Material for the task:
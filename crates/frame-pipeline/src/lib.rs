//! Per-frame processing for animated sequences: apply a transform, quantize,
//! and hand each frame to an encoder sink while its timing and positioning
//! metadata pass through untouched.

pub mod gif_sink;

use std::time::Instant;

use common_types::{DisposalHint, PalettizeError, SequenceReport};
use quant_core::{Bitmap, PaletteStrategy, QuantizeEngine};
use tracing::{debug, info, span, Level};

pub use gif_sink::GifSink;

/// One element of an animated sequence.
///
/// The image is replaced in place twice during processing (transformed, then
/// quantized); the surrounding metadata belongs to the encoder and is never
/// touched by the pipeline.
#[derive(Debug, Clone)]
pub struct SequenceFrame {
    pub image: Bitmap,
    /// Display delay in centiseconds.
    pub delay_cs: u16,
    pub left: u16,
    pub top: u16,
    pub disposal: DisposalHint,
}

impl SequenceFrame {
    pub fn new(image: Bitmap) -> Self {
        Self {
            image,
            delay_cs: 0,
            left: 0,
            top: 0,
            disposal: DisposalHint::default(),
        }
    }

    pub fn with_delay_cs(mut self, delay_cs: u16) -> Self {
        self.delay_cs = delay_cs;
        self
    }

    pub fn with_offset(mut self, left: u16, top: u16) -> Self {
        self.left = left;
        self.top = top;
        self
    }

    pub fn with_disposal(mut self, disposal: DisposalHint) -> Self {
        self.disposal = disposal;
        self
    }
}

/// Consumer of quantized frames. The sequence loop count is fixed at sink
/// construction, not per frame.
pub trait FrameSink {
    fn append(&mut self, frame: &SequenceFrame) -> Result<(), PalettizeError>;

    /// Finalize the underlying stream. Sinks without a terminal step keep the
    /// default.
    fn finish(self) -> Result<(), PalettizeError>
    where
        Self: Sized,
    {
        Ok(())
    }
}

/// Drives transform → quantize → encode across every frame of a sequence.
pub struct FrameSequencePipeline {
    log_every: usize,
}

impl Default for FrameSequencePipeline {
    fn default() -> Self {
        Self { log_every: 10 }
    }
}

impl FrameSequencePipeline {
    pub fn new() -> Self {
        Self::default()
    }

    /// Process the frames in original order.
    ///
    /// Each frame's image is replaced by `transform(&image)`, quantized with
    /// the shared engine, replaced again by the indexed result, and appended
    /// to the sink. A failure at any step aborts the whole sequence wrapped
    /// as a frame-processing error carrying the frame index; nothing appended
    /// so far is considered valid output.
    pub fn process<S, T, K>(
        &self,
        mut frames: Vec<SequenceFrame>,
        mut transform: T,
        engine: &mut QuantizeEngine<S>,
        sink: &mut K,
    ) -> Result<SequenceReport, PalettizeError>
    where
        S: PaletteStrategy,
        T: FnMut(&Bitmap) -> Result<Bitmap, PalettizeError>,
        K: FrameSink,
    {
        let span = span!(Level::INFO, "frame_sequence", frames = frames.len());
        let _guard = span.enter();
        let start = Instant::now();

        info!(frames = frames.len(), "starting frame sequence");

        let mut palette_sizes = Vec::with_capacity(frames.len());
        let mut width = 0;
        let mut height = 0;

        for (frame_index, frame) in frames.iter_mut().enumerate() {
            frame.image = transform(&frame.image).map_err(|e| e.at_frame(frame_index))?;
            frame.image = engine
                .quantize(&frame.image)
                .map_err(|e| e.at_frame(frame_index))?;

            let palette_len = frame
                .image
                .palette()
                .map(|p| p.len() as u16)
                .unwrap_or_default();
            palette_sizes.push(palette_len);
            width = frame.image.width();
            height = frame.image.height();

            sink.append(frame).map_err(|e| e.at_frame(frame_index))?;

            if frame_index % self.log_every == 0 {
                debug!(
                    frame = frame_index,
                    palette = palette_len,
                    delay_cs = frame.delay_cs,
                    "frame encoded"
                );
            }
        }

        let report = SequenceReport {
            frame_count: frames.len() as u32,
            width,
            height,
            palette_sizes,
            output_size_bytes: 0,
            processing_time_ms: start.elapsed().as_millis() as u64,
        };

        info!(
            frames = report.frame_count,
            duration_ms = report.processing_time_ms,
            "frame sequence complete"
        );
        Ok(report)
    }
}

Task goal:
Give back, exactly as written, the stretch from the line with "pub fn with_delay_cs(mut" through the line with "fn default() ->", and no other lines from the records above.

Solved exercise:
    pub fn with_delay_cs(mut self, delay_cs: u16) -> Self {
        self.delay_cs = delay_cs;
        self
    }

    pub fn with_offset(mut self, left: u16, top: u16) -> Self {
        self.left = left;
        self.top = top;
        self
    }

    pub fn with_disposal(mut self, disposal: DisposalHint) -> Self {
        self.disposal = disposal;
        self
    }
}

/// Consumer of quantized frames. The sequence loop count is fixed at sink
/// construction, not per frame.
pub trait FrameSink {
    fn append(&mut self, frame: &SequenceFrame) -> Result<(), PalettizeError>;

    /// Finalize the underlying stream. Sinks without a terminal step keep the
    /// default.
    fn finish(self) -> Result<(), PalettizeError>
    where
        Self: Sized,
    {
        Ok(())
    }
}

/// Drives transform → quantize → encode across every frame of a sequence.
pub struct FrameSequencePipeline {
    log_every: usize,
}

impl Default for FrameSequencePipeline {
    fn default() -> Self {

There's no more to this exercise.